**Required work:** Your output should consist of the data, copied exactly.

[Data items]
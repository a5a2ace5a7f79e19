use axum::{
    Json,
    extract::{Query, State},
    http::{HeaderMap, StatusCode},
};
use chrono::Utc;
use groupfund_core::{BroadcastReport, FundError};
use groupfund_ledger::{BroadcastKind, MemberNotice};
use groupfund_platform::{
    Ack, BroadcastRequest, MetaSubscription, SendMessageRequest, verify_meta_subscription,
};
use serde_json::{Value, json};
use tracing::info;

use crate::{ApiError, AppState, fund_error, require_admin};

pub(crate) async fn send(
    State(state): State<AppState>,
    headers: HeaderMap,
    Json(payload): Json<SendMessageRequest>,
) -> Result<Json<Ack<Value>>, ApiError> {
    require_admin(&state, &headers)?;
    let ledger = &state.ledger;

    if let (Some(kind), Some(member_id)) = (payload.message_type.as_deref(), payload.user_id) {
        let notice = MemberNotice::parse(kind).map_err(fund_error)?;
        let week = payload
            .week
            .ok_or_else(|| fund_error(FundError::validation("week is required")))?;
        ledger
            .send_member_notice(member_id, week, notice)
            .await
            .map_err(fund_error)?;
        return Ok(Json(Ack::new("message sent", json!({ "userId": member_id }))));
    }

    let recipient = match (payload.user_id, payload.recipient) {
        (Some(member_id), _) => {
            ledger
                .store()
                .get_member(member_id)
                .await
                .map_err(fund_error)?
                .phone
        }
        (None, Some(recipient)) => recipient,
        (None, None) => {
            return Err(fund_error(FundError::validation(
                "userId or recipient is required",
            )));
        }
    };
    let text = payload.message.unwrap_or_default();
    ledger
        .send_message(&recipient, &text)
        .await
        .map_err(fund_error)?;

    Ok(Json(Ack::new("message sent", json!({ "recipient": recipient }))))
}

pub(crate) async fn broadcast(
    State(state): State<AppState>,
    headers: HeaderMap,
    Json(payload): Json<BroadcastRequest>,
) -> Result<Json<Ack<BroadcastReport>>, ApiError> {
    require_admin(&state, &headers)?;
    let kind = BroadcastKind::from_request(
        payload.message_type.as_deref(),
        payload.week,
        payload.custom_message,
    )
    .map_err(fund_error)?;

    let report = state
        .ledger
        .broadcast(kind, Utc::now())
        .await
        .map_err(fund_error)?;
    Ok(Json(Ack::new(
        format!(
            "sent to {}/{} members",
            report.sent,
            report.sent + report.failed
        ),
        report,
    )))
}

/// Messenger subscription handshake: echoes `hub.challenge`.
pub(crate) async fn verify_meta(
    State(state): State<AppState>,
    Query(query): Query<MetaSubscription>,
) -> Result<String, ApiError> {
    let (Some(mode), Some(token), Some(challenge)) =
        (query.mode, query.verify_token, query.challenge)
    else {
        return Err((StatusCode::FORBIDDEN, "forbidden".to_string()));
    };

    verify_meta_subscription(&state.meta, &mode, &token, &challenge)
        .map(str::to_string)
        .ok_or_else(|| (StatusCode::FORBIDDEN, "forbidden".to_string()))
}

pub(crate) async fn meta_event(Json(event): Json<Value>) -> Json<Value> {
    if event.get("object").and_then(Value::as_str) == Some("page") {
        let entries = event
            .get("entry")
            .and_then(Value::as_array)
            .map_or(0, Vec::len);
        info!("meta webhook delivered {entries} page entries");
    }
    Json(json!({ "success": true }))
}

**The completed task:**
repository a5a2ace5a7f79e19
use axum::{
    Json,
    extract::{Query, State},
    http::{HeaderMap, StatusCode},
};
use chrono::Utc;
use groupfund_core::{BroadcastReport, FundError};
use groupfund_ledger::{BroadcastKind, MemberNotice};
use groupfund_platform::{
    Ack, BroadcastRequest, MetaSubscription, SendMessageRequest, verify_meta_subscription,
};
use serde_json::{Value, json};
use tracing::info;

use crate::{ApiError, AppState, fund_error, require_admin};

pub(crate) async fn send(
    State(state): State<AppState>,
    headers: HeaderMap,
    Json(payload): Json<SendMessageRequest>,
) -> Result<Json<Ack<Value>>, ApiError> {
    require_admin(&state, &headers)?;
    let ledger = &state.ledger;

    if let (Some(kind), Some(member_id)) = (payload.message_type.as_deref(), payload.user_id) {
        let notice = MemberNotice::parse(kind).map_err(fund_error)?;
        let week = payload
            .week
            .ok_or_else(|| fund_error(FundError::validation("week is required")))?;
        ledger
            .send_member_notice(member_id, week, notice)
            .await
            .map_err(fund_error)?;
        return Ok(Json(Ack::new("message sent", json!({ "userId": member_id }))));
    }

    let recipient = match (payload.user_id, payload.recipient) {
        (Some(member_id), _) => {
            ledger
                .store()
                .get_member(member_id)
                .await
                .map_err(fund_error)?
                .phone
        }
        (None, Some(recipient)) => recipient,
        (None, None) => {
            return Err(fund_error(FundError::validation(
                "userId or recipient is required",
            )));
        }
    };
    let text = payload.message.unwrap_or_default();
    ledger
        .send_message(&recipient, &text)
        .await
        .map_err(fund_error)?;

    Ok(Json(Ack::new("message sent", json!({ "recipient": recipient }))))
}

pub(crate) async fn broadcast(
    State(state): State<AppState>,
    headers: HeaderMap,
    Json(payload): Json<BroadcastRequest>,
) -> Result<Json<Ack<BroadcastReport>>, ApiError> {
    require_admin(&state, &headers)?;
    let kind = BroadcastKind::from_request(
        payload.message_type.as_deref(),
        payload.week,
        payload.custom_message,
    )
    .map_err(fund_error)?;

    let report = state
        .ledger
        .broadcast(kind, Utc::now())
        .await
        .map_err(fund_error)?;
    Ok(Json(Ack::new(
        format!(
            "sent to {}/{} members",
            report.sent,
            report.sent + report.failed
        ),
        report,
    )))
}

/// Messenger subscription handshake: echoes `hub.challenge`.
pub(crate) async fn verify_meta(
    State(state): State<AppState>,
    Query(query): Query<MetaSubscription>,
) -> Result<String, ApiError> {
    let (Some(mode), Some(token), Some(challenge)) =
        (query.mode, query.verify_token, query.challenge)
    else {
        return Err((StatusCode::FORBIDDEN, "forbidden".to_string()));
    };

    verify_meta_subscription(&state.meta, &mode, &token, &challenge)
        .map(str::to_string)
        .ok_or_else(|| (StatusCode::FORBIDDEN, "forbidden".to_string()))
}

pub(crate) async fn meta_event(Json(event): Json<Value>) -> Json<Value> {
    if event.get("object").and_then(Value::as_str) == Some("page") {
        let entries = event
            .get("entry")
            .and_then(Value::as_array)
            .map_or(0, Vec::len);
        info!("meta webhook delivered {entries} page entries");
    }
    Json(json!({ "success": true }))
}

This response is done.